The other option is you can pay $890 per person (I am not kidding) to get the new menu and some of the best dishes of all time, because apparently at $390 you don’t get those. And this is before tax. And this is before beverage. And it is twice the cost of the rent on my first studio apartment in Minneapolis. It might be the cost of your rent right now, right? So if you do save up for this meal all year, it should feel like a whole damn apartment. It should feel like a house. It should feel like home. It should feel like life changing, warm, the best food you’ve ever had.
And guys, I’m sorry, it’s just: the food is not anywhere close. I wouldn’t cross an ocean to eat here, I wouldn’t cross the Hudson to eat here (and I love to cross the Hudson for really silly, small things like a chocolate I like).
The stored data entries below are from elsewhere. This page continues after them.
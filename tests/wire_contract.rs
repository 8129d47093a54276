use bulk_inference_spec::wire::{WireError, decode, encode};
use bulk_inference_spec::{DataSpec, ModelSpec, SignatureSelection};
use pretty_assertions::assert_eq;
use std::collections::BTreeSet;

/// One length-delimited string occurrence of `field`.
fn string_field(field: u32, value: &str) -> Vec<u8> {
    let mut out = vec![((field << 3) | 2) as u8, value.len() as u8];
    out.extend_from_slice(value.as_bytes());
    out
}

#[test]
fn model_spec_round_trips_keeping_order() {
    let cases = [
        ModelSpec::default(),
        ModelSpec::new(["serving_default"], Vec::<String>::new()),
        ModelSpec::new(Vec::<String>::new(), ["serve", "gpu"]),
        ModelSpec::new(["b", "a", "b"], ["gpu", "serve"]),
        ModelSpec::new(["", "ünïcode"], [""]),
    ];
    for spec in cases {
        let back: ModelSpec = decode(&encode(&spec)).unwrap();
        assert_eq!(back, spec);
        assert_eq!(back.tags(), spec.tags());
    }
}

#[test]
fn data_spec_round_trips_keeping_order() {
    for spec in [
        DataSpec::default(),
        DataSpec::new(["eval"]),
        DataSpec::new(["holdout", "train", "eval"]),
    ] {
        let back: DataSpec = decode(&encode(&spec)).unwrap();
        assert_eq!(back.example_splits(), spec.example_splits());
    }
}

#[test]
fn missing_signature_field_means_default_head() {
    let bytes = string_field(5, "gpu");
    let spec: ModelSpec = decode(&bytes).unwrap();
    assert!(spec.signature_names().is_empty());
    assert_eq!(spec.signature_selection(), SignatureSelection::Default);
    assert_eq!(spec.tags(), ["gpu"]);
}

#[test]
fn model_spec_rejects_every_reserved_number() {
    for field in [1, 3, 4, 6] {
        let mut bytes = string_field(2, "serving_default");
        bytes.extend(string_field(field, "legacy"));
        match decode::<ModelSpec>(&bytes) {
            Err(WireError::ReservedField { message, field: got }) => {
                assert_eq!(got, field);
                assert!(message.ends_with("ModelSpec"));
            }
            other => panic!("field {field}: expected reserved error, got {other:?}"),
        }
    }
}

#[test]
fn data_spec_rejects_every_reserved_number() {
    for field in [1, 3, 4] {
        let err = decode::<DataSpec>(&string_field(field, "x")).unwrap_err();
        assert!(err.is_reserved_field(), "field {field}: {err}");
    }
}

#[test]
fn reserved_number_is_rejected_for_any_wire_type() {
    // field 6, varint
    let err = decode::<ModelSpec>(&[0x30, 0x01]).unwrap_err();
    assert!(err.is_reserved_field());
}

#[test]
fn unknown_fields_are_skipped() {
    let mut bytes = string_field(2, "classify");
    bytes.extend([0x38, 0x96, 0x01]); // 7: varint 150
    bytes.extend(string_field(9, "future")); // 9: string
    bytes.extend([0x45, 1, 2, 3, 4]); // 8: fixed32
    bytes.extend([0x51, 1, 2, 3, 4, 5, 6, 7, 8]); // 10: fixed64
    bytes.extend(string_field(5, "serve"));

    let spec: ModelSpec = decode(&bytes).unwrap();
    assert_eq!(spec, ModelSpec::new(["classify"], ["serve"]));
}

#[test]
fn model_field_number_is_unknown_to_data_spec() {
    // 5 is ModelSpec.tag but neither assigned nor reserved in DataSpec
    let mut bytes = string_field(5, "gpu");
    bytes.extend(string_field(2, "eval"));
    let spec: DataSpec = decode(&bytes).unwrap();
    assert_eq!(spec, DataSpec::new(["eval"]));
}

#[test]
fn multi_head_scenario() {
    let spec = ModelSpec::new(["serving_default", "classify"], Vec::<String>::new());
    let back: ModelSpec = decode(&encode(&spec)).unwrap();
    assert_eq!(
        back.signature_set(),
        BTreeSet::from(["classify", "serving_default"])
    );
    assert!(back.tags().is_empty());
    assert!(back.is_multi_head());
}

#[test]
fn split_filter_scenario() {
    let eval_only: DataSpec = decode(&encode(&DataSpec::new(["eval"]))).unwrap();
    assert_eq!(eval_only.example_splits(), ["eval"]);
    assert_eq!(eval_only.select(&["train", "eval"]), vec!["eval"]);

    let all: DataSpec = decode(&encode(&DataSpec::default())).unwrap();
    assert!(all.processes_all_splits());
    assert_eq!(all.select(&["train", "eval"]), vec!["train", "eval"]);
}

#[test]
fn truncated_payload_fails() {
    // declares 5 bytes, carries 1
    let err = decode::<DataSpec>(&[0x12, 0x05, b'e']).unwrap_err();
    assert!(matches!(err, WireError::Decode { .. }), "{err}");
}

#[test]
fn truncated_key_fails() {
    // varint key with continuation bit and nothing after it
    assert!(decode::<ModelSpec>(&[0x92]).is_err());
}

#[test]
fn invalid_utf8_fails() {
    let err = decode::<ModelSpec>(&[0x12, 0x02, 0xc3, 0x28]).unwrap_err();
    assert!(matches!(err, WireError::Decode { .. }), "{err}");
}

#[test]
fn field_number_zero_fails() {
    assert!(decode::<DataSpec>(&[0x02, 0x00]).is_err());
}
Which, we’ll get back to the food later, but I wouldn’t out Per Se in spitting distance of the top 50 restaurants I ate at last year, even the ones doing similar, boring 2005-esque things.
But back to service. For me me service is asking me three times if I want a glass of champagne because you see the glass is empty and hospitality is knowing I don’t drink.
Service is folding my napkin when I go to the bathroom and hospitality is Billy Sushi (Minneapolis) overhearing my drinking friends say that they want a Diet Coke so bad after watching me have them all night and throwing us Diet Coke to go.
Service is knowing I arrived in a cab and hospitality is Dirt Candy (NYC) hiding me in their kitchen when my date insisted on getting in my cab and physically attempted to block my path.
Service is watching my table to know what is going on and stationing someone right by so close I could touch them and hospitality is Ever (Chicago) in a tiny dining room not making you feel crowded when they come by, but like you’re a guest in their home.
Service makes a meal run. Hospitality makes a memory.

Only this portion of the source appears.